There is a circular garden in the middle of a square yard. The radius of the circle is 4x. The side length of the yard is 20. what is the area of the part of the yard that is not covered by the circle?

a. 4x(5)
b. 8x^2(5-pi)
c. 16x(25+pi)
d. 16x^2(25-pi)***

Your answer is right, but you should have typed the problem correctly.

Assuming the circle reaches the edge of the square ....

area of square = 400
area of circle = 16pix^2

area not covered by circle
= 400 - 16pix^2
= 16( - pix^2)

none of the answers given match

To find the area of the part of the yard that is not covered by the circle, we first need to calculate the area of the circle and subtract it from the total area of the square yard.
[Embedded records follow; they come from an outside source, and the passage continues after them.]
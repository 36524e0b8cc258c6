use std::path::Path;

use anyhow::{anyhow, Context, Error};
use configparser::ini::Ini;
use log::{debug, info, warn};

use osutils::{dependencies::Dependency, files, path::join_relative, systemd};
use sabayon_api::{
    constants::{FIREWALL_SERVICE, INSTALL_DATA_DIR},
    error::{InstallerError, ReportError, ServicingError},
};

use crate::{
    engine::{EngineContext, Subsystem},
    entropy,
};

/// Live image services with no use on an installed system.
const LIVE_SERVICES: &[&str] = &["installer-gui", "installer-text", "sabayonlive", "music", "cdeject"];

const SYSTEM_SERVICES: &[&str] = &["x-setup", "vixie-cron", "oemsystem", FIREWALL_SERVICE];

const MCE_SERVICES: &[&str] = &["sabayon-mce", "NetworkManager-wait-online"];
const MCE_SERVICE: &str = "sabayon-mce";

const VIRTUALBOX_SERVICE: &str = "virtualbox-guest-additions";

const GDM_CUSTOM_CONF: &str = "/etc/gdm/custom.conf";
const SKEL_DMRC: &str = "/etc/skel/.dmrc";

#[derive(Default)]
pub struct ServicesSubsystem;
impl Subsystem for ServicesSubsystem {
    fn name(&self) -> &'static str {
        "services"
    }

    #[tracing::instrument(name = "services_configuration", skip_all)]
    fn configure(&mut self, ctx: &EngineContext) -> Result<(), InstallerError> {
        ctx.progress.set_text("Configuring system services");

        let (disable, enable) = service_changes(
            entropy::is_sabayon_mce(&ctx.cmdline),
            ctx.virt.is_virtualbox(),
        );
        for service in disable {
            if let Err(e) = systemd::disable_unit(ctx.target(), service) {
                warn!("Failed to disable '{service}': {e}");
            }
        }
        for service in enable {
            if let Err(e) = systemd::enable_unit(ctx.target(), service) {
                warn!("Failed to enable '{service}': {e}");
            }
        }

        if let Err(e) = set_gdm_default_session(ctx.target(), ctx.install_class.dmrc) {
            warn!("Failed to set the GDM default session: {e:?}");
        }

        files::remove_dir_all_if_exists(ctx.target_path(INSTALL_DATA_DIR))
            .structured(ServicingError::ConfigureServices)?;

        for dependency in [Dependency::EnvUpdate, Dependency::LocaleGen, Dependency::Ldconfig] {
            ctx.spawn_chroot_silent(dependency, [] as [&str; 0]);
        }

        fix_temporary_dirs(ctx.target()).structured(ServicingError::FinalizeSystem)
    }
}

/// Services to disable and to enable on the target.
fn service_changes(mce: bool, virtualbox: bool) -> (Vec<&'static str>, Vec<&'static str>) {
    let mut disable = LIVE_SERVICES.to_vec();
    let mut enable = SYSTEM_SERVICES.to_vec();

    if mce {
        enable.extend(MCE_SERVICES);
    } else {
        disable.push(MCE_SERVICE);
    }

    if virtualbox {
        enable.push(VIRTUALBOX_SERVICE);
    } else {
        disable.push(VIRTUALBOX_SERVICE);
    }
    (disable, enable)
}

/// GDM ignores the session of the skeleton `.dmrc`, so it is made the GDM
/// default as well. Without one, the session of the install class is used.
fn set_gdm_default_session(target: &Path, class_session: Option<&str>) -> Result<(), Error> {
    let custom_conf = join_relative(target, GDM_CUSTOM_CONF);
    if !custom_conf.is_file() {
        return Ok(());
    }

    let Some(session) = skel_session(target)?.or(class_session.map(str::to_string)) else {
        debug!("No default desktop session");
        return Ok(());
    };

    let mut gdm = Ini::new_cs();
    gdm.load(&custom_conf)
        .map_err(|e| anyhow!(e))
        .context(format!("Failed to load '{}'", custom_conf.display()))?;
    info!("Setting GDM default session to '{session}'");
    gdm.set("daemon", "DefaultSession", Some(session));
    gdm.write(&custom_conf)
        .context(format!("Failed to write '{}'", custom_conf.display()))
}

fn skel_session(target: &Path) -> Result<Option<String>, Error> {
    let dmrc = join_relative(target, SKEL_DMRC);
    if !dmrc.is_file() {
        return Ok(None);
    }
    let mut skel = Ini::new_cs();
    skel.load(&dmrc)
        .map_err(|e| anyhow!(e))
        .context(format!("Failed to load '{}'", dmrc.display()))?;
    Ok(skel.get("Desktop", "Session").filter(|s| !s.is_empty()))
}

/// Makes `/tmp` world writable and keeps `/var/tmp` from being pruned.
fn fix_temporary_dirs(target: &Path) -> Result<(), Error> {
    let tmp = join_relative(target, "/tmp");
    files::create_dirs(&tmp)?;
    files::set_mode(&tmp, 0o1777)?;

    let keep = join_relative(target, "/var/tmp/.keep");
    if !keep.is_file() {
        files::create_file(&keep)?;
    }
    Ok(())
}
The formula for the area of a circle is A = πr^2, where A represents the area and r represents the radius.

In this case, the radius of the circle is given as 4x. Plugging the value into the formula, we have A = π(4x)^2.

Simplifying further, we have A = π * 16x^2, which equals 16πx^2.

The area of the square yard is given as 20 times 20, which is 400.

To find the area of the part of the yard that is not covered by the circle, we subtract the area of the circle from the total area of the square yard: 400 - 16πx^2.

Looking at the available answer choices, we can see that option d. 16x^2(25-pi) matches the expression we obtained, 400 - 16πx^2.

Therefore, the correct answer is d. 16x^2(25-pi).